On appeal from the district court, the Fourth Circuit found in favor of the whistleblower, under fraudulent transfer doctrine. First, the Circuit discussed (but declined to resolve) the question of whether successor in interest suits must satisfy the less stringent pleading requirements under Fed. R. Civ. Pro. 8(b) or the comparatively heightened pleading standards that require greater factual specificity under Fed. R. Civ. Pro. 9(b). Instead, the Court assumed the complaint satisfied the latter. Turning to the merits of the case, the Court reasoned that, because the False Claims Act is silent on successor corporation liability, traditional common law rule applied. That rule states that, when a corporation acquires the assets of another, it does not simultaneously acquire their liabilities, albeit with a few exceptions. Ultimately, the Fourth Circuit applied one such exception—the fraudulent transfer doctrine—which may apply depending on a corporation’s intent for transferring to another its assets and the presence of “badges of fraud” such as inadequate consideration, unusual transfer methods, anticipated lawsuits, debtors who retain the benefits, dispositions of all the property, insolvency, and a failure to present evidence refuting suspicious transactions.

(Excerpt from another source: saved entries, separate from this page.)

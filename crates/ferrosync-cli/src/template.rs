//! Viewer/editor command templating.
//!
//! Commands are plain strings with `%{key}` placeholders drawn from a
//! fixed key set; rendering is a pure function over the bindings, never
//! in-place mutation. `%%` escapes a literal percent; an unrecognized
//! key is left verbatim so a typo stays visible in the launched command.

/// The keys a command template may reference.
pub const KEYS: &[&str] = &[
    "output", "input", "line", "line+1", "column", "column+1", "page", "page+1", "x", "y", "h",
    "v", "width", "height", "before", "offset", "middle", "after", "context",
];

/// Substitutes `%{key}` placeholders from `bindings`.
pub fn render(template: &str, bindings: &[(&str, String)]) -> String {
    let mut out = String::with_capacity(template.len());
    let mut rest = template;
    while let Some(at) = rest.find('%') {
        out.push_str(&rest[..at]);
        let tail = &rest[at + 1..];
        if let Some(stripped) = tail.strip_prefix('%') {
            out.push('%');
            rest = stripped;
        } else if let Some(end) = tail.strip_prefix('{').and_then(|t| t.find('}')) {
            let key = &tail[1..1 + end];
            match bindings.iter().find(|(name, _)| *name == key) {
                Some((_, value)) => out.push_str(value),
                None => {
                    out.push_str("%{");
                    out.push_str(key);
                    out.push('}');
                }
            }
            rest = &tail[end + 2..];
        } else {
            out.push('%');
            rest = tail;
        }
    }
    out.push_str(rest);
    out
}

#[cfg(test)]
mod tests {
    use super::*;

    fn bindings() -> Vec<(&'static str, String)> {
        vec![
            ("input", "./main.tex".to_string()),
            ("line", "41".to_string()),
            ("line+1", "42".to_string()),
        ]
    }

    #[test]
    fn substitutes_known_keys() {
        assert_eq!(
            render("edit +%{line+1} %{input}", &bindings()),
            "edit +42 ./main.tex"
        );
    }

    #[test]
    fn unknown_keys_stay_verbatim() {
        assert_eq!(render("go %{nope}", &bindings()), "go %{nope}");
    }

    #[test]
    fn double_percent_escapes() {
        assert_eq!(render("100%% of %{line}", &bindings()), "100% of 41");
    }

    #[test]
    fn stray_percent_is_literal() {
        assert_eq!(render("50% there", &bindings()), "50% there");
        assert_eq!(render("ends with %", &bindings()), "ends with %");
    }
}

Satisfying several of those factors, Bunk found that the transaction in the case intended to defraud creditors. For example, GovLog paid nothing when it “purchased” Gosselin’s business assets. Instead, it “promised Gosselin Group a percentage of its future net revenue” or “monies received by GovLog … minus the amount of the [services] invoiced by [Gosselin Group] to GovLog in connection with” the services provided to GovLog…” Additionally, GovLog “owned nothing except a couple of automobiles, a chair, and a table,” employed almost entirely former Gosselin personnel, and merely negotiated with DoD personnel. Gosselin Group performed all shipping services and reaped nearly all profits.
Though the Court limited its holdings in some ways by, for instance, applying common law and declining to resolve the question of whether Rule 9(b) or Rule 8(a) should apply, the Court provided FCA plaintiffs and Department of Justice attorneys with a roadmap of what they need to show to hold a successor corporation liable for the misdeeds of its predecessor. It is too early to know the extent of Bunk’s impact, but it is clear that at the very least, the decision has made it more difficult to avoid liability through use of shell corporations.